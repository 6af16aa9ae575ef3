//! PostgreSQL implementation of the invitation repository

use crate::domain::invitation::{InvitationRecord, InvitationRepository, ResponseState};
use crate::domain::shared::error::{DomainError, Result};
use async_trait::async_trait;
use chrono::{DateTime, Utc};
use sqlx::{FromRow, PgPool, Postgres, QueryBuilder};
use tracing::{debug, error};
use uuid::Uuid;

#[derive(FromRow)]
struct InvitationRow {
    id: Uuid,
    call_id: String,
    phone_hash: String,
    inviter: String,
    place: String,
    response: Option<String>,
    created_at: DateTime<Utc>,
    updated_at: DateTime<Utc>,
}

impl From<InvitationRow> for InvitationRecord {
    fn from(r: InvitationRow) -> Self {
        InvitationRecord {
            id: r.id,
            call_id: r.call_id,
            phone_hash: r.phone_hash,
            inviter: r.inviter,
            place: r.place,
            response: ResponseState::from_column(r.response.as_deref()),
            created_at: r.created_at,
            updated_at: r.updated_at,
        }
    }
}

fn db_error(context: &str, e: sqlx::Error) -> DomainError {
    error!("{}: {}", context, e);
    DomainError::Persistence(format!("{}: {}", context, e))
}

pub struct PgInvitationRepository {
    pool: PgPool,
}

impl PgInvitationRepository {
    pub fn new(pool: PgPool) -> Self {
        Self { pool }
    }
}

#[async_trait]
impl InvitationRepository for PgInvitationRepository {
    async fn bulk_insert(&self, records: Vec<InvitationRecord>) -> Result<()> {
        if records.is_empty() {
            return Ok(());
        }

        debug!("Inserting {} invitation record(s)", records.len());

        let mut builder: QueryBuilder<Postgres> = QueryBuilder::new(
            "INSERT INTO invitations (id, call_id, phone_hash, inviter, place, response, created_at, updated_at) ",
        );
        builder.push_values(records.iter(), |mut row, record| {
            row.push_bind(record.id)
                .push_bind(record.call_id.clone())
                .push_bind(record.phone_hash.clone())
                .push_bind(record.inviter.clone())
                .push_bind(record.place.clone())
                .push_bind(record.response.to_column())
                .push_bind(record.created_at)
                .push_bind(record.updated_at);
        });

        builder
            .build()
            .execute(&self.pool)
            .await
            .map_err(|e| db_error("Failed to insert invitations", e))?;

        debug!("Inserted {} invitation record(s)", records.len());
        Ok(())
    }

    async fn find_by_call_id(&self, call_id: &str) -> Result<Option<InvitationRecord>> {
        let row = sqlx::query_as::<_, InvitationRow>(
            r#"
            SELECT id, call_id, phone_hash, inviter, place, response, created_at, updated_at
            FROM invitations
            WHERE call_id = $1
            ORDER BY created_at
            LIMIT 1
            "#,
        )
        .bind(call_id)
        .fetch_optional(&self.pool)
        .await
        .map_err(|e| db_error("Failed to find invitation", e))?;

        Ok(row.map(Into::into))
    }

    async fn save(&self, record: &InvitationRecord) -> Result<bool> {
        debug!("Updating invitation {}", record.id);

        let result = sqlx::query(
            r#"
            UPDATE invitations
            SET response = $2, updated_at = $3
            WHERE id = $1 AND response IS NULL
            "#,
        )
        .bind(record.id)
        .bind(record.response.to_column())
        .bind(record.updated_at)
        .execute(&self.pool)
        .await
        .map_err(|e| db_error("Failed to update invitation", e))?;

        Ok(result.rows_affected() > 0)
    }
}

...

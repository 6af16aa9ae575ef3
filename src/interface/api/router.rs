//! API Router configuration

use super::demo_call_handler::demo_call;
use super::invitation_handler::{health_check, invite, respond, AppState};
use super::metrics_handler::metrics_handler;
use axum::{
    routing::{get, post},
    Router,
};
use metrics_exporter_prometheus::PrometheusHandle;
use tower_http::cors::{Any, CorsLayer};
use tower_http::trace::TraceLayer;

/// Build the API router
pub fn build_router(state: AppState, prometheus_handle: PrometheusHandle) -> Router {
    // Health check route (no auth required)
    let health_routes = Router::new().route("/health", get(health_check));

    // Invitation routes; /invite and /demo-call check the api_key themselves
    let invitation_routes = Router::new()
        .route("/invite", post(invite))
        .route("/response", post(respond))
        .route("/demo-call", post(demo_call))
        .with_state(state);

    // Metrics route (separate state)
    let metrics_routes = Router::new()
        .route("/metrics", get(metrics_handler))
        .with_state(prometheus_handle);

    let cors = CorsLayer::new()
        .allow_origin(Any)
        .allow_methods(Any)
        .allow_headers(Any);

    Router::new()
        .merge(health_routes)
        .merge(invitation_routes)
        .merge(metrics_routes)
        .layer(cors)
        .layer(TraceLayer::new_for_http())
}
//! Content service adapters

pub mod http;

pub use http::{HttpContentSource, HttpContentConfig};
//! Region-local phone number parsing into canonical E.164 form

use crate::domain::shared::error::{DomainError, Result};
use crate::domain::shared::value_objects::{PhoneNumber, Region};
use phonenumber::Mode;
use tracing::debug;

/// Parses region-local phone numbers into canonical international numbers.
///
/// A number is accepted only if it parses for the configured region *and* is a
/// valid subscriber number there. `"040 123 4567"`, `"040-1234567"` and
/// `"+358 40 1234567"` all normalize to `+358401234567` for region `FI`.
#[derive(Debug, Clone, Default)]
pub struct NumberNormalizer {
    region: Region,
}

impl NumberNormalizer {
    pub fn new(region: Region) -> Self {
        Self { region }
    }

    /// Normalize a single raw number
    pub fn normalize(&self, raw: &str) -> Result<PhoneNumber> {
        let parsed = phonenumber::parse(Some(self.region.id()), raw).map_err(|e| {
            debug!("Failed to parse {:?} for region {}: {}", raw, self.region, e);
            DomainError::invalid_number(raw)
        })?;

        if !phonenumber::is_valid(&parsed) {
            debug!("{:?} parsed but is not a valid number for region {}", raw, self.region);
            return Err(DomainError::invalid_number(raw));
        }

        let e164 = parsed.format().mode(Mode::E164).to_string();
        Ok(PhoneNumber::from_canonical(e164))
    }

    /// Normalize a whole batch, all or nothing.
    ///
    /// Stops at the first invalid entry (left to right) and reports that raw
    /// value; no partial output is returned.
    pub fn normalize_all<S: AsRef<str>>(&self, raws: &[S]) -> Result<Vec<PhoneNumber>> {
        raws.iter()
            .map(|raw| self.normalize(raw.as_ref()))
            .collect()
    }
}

Problem details:
Bring together every line in the entries that holds the string "tracing".

Task output:
use tracing::{debug, error};
use tracing::debug;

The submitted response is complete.